Data supplied =>
+++

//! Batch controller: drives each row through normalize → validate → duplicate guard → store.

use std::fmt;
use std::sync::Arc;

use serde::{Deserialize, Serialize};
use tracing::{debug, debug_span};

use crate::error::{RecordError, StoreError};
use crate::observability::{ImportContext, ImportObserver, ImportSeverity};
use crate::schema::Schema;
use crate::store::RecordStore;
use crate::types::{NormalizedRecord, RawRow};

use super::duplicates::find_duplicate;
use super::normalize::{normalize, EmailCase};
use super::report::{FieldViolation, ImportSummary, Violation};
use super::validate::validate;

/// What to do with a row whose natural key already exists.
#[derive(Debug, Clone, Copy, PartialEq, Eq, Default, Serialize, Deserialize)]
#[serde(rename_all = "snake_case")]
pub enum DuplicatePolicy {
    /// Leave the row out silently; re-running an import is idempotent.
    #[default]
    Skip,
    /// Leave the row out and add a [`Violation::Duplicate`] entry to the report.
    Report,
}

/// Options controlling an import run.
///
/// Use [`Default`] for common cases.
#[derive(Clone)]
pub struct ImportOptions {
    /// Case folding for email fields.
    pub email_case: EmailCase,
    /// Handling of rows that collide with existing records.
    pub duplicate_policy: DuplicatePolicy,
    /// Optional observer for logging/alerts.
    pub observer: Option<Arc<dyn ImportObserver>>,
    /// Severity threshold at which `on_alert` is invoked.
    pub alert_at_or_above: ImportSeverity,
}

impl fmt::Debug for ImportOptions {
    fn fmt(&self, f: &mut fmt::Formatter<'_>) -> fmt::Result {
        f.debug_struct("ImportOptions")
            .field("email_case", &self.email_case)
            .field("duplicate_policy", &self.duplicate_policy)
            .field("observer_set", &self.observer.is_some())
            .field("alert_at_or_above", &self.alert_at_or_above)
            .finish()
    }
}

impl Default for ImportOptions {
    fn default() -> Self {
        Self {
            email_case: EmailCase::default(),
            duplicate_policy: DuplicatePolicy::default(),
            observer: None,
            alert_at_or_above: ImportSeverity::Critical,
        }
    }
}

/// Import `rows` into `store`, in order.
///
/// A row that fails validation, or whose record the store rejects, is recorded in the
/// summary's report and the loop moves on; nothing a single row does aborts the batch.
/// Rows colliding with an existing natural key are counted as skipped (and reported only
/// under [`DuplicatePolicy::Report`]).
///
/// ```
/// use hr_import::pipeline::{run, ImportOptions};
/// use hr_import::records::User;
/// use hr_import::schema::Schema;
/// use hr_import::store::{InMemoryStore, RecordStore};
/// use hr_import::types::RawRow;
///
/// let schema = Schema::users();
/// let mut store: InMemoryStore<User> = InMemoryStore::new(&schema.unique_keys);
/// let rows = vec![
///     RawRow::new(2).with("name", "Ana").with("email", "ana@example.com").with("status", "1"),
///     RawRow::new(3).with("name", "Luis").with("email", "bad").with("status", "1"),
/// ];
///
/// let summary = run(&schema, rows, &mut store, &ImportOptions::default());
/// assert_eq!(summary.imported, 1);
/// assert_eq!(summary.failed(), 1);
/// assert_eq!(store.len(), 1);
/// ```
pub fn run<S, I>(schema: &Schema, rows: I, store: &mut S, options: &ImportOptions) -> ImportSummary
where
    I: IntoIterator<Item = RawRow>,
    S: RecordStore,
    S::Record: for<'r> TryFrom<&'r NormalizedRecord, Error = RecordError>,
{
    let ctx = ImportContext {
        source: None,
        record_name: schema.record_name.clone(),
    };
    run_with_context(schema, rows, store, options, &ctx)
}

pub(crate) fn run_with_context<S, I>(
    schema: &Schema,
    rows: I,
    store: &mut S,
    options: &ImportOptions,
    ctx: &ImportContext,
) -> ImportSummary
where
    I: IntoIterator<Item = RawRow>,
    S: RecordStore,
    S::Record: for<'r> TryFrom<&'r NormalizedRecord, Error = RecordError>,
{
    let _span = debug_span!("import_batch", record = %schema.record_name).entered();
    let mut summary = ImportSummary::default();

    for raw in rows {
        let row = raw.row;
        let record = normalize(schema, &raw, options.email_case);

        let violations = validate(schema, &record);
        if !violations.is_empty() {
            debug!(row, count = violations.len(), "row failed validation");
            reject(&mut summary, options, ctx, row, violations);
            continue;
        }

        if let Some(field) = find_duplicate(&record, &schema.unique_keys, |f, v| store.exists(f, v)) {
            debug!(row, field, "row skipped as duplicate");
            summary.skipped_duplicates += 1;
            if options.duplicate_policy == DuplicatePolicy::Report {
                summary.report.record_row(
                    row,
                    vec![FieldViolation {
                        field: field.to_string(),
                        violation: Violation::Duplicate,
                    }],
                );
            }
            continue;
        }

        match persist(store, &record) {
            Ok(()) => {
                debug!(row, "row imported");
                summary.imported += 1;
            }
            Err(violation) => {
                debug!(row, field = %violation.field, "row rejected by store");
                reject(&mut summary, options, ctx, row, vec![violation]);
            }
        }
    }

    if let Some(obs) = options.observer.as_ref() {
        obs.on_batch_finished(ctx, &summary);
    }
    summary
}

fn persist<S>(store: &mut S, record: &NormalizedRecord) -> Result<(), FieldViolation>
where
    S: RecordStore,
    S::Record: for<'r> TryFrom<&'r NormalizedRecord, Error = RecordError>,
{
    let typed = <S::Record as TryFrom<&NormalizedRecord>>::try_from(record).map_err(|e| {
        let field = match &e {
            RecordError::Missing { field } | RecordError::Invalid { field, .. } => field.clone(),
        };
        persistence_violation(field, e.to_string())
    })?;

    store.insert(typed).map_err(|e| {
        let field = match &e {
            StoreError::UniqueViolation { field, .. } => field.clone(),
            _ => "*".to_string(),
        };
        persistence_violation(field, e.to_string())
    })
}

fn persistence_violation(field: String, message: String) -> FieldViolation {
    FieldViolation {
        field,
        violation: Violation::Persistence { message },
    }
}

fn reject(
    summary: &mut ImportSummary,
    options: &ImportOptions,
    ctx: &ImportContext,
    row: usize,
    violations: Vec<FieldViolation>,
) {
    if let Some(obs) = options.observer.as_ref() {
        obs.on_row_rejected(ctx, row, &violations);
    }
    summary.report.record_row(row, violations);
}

+++

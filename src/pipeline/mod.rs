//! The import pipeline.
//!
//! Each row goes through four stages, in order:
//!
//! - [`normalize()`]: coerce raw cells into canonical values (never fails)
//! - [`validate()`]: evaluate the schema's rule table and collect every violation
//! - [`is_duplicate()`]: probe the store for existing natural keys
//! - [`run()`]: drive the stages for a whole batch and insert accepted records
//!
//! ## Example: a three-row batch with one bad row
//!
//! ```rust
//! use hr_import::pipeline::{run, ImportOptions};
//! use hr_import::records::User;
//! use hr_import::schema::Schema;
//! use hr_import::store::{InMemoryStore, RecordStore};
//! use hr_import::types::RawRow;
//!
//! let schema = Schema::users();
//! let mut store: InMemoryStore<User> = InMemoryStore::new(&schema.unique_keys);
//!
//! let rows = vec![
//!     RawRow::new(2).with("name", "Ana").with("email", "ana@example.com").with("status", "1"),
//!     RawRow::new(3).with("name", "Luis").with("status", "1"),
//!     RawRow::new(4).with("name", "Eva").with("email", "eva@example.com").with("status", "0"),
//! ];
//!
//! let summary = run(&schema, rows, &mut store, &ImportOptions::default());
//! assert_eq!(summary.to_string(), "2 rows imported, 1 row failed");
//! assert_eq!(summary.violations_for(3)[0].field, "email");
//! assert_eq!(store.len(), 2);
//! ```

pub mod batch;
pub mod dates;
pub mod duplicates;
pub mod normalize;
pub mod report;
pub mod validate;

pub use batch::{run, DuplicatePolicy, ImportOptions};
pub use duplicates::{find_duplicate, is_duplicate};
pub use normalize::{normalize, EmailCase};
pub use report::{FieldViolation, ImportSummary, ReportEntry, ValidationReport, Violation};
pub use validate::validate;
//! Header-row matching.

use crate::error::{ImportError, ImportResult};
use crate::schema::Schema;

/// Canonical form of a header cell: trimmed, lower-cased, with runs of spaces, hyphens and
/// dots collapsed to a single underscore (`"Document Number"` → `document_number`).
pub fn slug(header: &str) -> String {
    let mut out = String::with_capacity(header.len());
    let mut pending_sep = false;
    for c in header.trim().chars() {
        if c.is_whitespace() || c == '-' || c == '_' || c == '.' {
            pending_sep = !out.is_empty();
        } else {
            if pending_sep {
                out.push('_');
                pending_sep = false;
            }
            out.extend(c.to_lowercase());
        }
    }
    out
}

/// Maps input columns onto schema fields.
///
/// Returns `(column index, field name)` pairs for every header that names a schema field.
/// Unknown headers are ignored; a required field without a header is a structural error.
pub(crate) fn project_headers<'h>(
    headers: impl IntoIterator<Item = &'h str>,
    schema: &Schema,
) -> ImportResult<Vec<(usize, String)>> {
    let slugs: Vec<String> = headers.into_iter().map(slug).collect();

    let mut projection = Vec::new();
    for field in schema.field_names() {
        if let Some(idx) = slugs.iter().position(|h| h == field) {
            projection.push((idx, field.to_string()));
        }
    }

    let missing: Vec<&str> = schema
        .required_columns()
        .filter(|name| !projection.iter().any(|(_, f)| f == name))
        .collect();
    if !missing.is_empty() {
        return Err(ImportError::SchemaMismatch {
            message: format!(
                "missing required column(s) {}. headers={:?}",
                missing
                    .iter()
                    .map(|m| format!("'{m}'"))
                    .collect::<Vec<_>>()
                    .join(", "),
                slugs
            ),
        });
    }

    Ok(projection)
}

+++

Exercise =>
From the material above, set down exactly the lines between the line holding "guard → store." and the line holding "key already exists.", inclusive. Include nothing else.

Finished task =>
//! Batch controller: drives each row through normalize → validate → duplicate guard → store.

use std::fmt;
use std::sync::Arc;

use serde::{Deserialize, Serialize};
use tracing::{debug, debug_span};

use crate::error::{RecordError, StoreError};
use crate::observability::{ImportContext, ImportObserver, ImportSeverity};
use crate::schema::Schema;
use crate::store::RecordStore;
use crate::types::{NormalizedRecord, RawRow};

use super::duplicates::find_duplicate;
use super::normalize::{normalize, EmailCase};
use super::report::{FieldViolation, ImportSummary, Violation};
use super::validate::validate;

/// What to do with a row whose natural key already exists.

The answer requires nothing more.